**EXERCISE DIRECTIONS**. Which lines come from the start of the records through the line that holds "let date = app.cursor_date();"? Write them out word for word.

------ WORKING DATA

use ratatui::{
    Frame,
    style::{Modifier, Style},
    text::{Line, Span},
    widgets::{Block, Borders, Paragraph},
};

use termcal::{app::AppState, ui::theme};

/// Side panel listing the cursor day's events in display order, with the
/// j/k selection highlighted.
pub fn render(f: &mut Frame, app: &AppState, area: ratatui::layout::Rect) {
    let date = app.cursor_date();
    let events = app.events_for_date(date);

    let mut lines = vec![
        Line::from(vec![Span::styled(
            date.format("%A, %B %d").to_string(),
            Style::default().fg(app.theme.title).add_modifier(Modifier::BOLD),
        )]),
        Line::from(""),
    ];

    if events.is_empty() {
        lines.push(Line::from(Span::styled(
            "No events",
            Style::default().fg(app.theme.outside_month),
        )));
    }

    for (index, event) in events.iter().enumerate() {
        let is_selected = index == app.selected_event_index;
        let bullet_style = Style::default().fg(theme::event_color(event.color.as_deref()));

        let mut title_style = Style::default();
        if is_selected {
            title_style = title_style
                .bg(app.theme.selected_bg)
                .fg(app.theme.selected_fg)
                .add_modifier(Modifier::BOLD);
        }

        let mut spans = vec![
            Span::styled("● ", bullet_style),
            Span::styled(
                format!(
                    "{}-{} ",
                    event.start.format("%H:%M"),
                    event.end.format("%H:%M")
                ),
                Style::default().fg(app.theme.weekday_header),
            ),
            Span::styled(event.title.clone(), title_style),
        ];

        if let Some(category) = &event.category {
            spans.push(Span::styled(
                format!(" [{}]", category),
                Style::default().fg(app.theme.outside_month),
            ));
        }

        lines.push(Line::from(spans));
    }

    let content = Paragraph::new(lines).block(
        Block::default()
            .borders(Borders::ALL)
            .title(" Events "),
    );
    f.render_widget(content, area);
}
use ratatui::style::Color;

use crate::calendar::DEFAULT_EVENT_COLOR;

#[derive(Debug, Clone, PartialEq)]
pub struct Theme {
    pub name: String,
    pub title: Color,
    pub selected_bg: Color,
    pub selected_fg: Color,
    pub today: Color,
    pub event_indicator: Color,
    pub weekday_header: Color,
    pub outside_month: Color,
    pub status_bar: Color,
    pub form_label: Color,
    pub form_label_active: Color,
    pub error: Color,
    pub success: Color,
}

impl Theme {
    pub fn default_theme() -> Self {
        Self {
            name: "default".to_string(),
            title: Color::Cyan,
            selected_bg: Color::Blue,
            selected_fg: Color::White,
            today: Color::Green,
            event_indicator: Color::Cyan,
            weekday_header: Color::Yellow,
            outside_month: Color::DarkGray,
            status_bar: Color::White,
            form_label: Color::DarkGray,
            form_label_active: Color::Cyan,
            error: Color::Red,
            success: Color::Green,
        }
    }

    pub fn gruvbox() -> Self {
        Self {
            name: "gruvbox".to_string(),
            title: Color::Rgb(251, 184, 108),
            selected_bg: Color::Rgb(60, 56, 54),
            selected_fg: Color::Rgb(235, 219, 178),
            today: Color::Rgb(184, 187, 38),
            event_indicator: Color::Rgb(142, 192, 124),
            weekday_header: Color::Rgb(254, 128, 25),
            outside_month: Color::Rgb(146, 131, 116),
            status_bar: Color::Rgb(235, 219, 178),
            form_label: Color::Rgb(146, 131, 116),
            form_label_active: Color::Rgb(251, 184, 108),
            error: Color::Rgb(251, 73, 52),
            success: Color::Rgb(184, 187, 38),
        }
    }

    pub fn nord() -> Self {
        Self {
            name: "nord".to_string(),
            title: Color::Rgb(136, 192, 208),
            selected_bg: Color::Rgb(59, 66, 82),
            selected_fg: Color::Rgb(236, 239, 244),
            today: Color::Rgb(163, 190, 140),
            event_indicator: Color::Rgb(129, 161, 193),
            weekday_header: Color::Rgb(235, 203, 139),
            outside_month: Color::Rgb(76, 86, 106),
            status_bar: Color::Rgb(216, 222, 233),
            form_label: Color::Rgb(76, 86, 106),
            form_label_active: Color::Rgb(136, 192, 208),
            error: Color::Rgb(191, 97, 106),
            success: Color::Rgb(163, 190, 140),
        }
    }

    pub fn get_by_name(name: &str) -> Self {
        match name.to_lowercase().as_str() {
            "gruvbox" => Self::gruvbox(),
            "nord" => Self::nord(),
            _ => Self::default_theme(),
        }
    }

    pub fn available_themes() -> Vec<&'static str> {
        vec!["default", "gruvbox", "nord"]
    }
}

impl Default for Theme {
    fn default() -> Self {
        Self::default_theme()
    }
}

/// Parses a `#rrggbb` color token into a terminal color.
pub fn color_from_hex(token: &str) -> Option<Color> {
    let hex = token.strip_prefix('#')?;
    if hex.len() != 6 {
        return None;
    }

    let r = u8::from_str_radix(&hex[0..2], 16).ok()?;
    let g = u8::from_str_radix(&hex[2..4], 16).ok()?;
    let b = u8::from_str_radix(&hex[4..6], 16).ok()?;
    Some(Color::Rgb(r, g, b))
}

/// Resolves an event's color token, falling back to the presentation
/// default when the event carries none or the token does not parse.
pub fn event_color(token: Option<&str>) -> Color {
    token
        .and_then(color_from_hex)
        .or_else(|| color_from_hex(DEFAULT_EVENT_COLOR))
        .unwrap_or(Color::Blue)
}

------------

**EXPECTED ANSWER**.
use ratatui::{
    Frame,
    style::{Modifier, Style},
    text::{Line, Span},
    widgets::{Block, Borders, Paragraph},
};

use termcal::{app::AppState, ui::theme};

/// Side panel listing the cursor day's events in display order, with the
/// j/k selection highlighted.
pub fn render(f: &mut Frame, app: &AppState, area: ratatui::layout::Rect) {
    let date = app.cursor_date();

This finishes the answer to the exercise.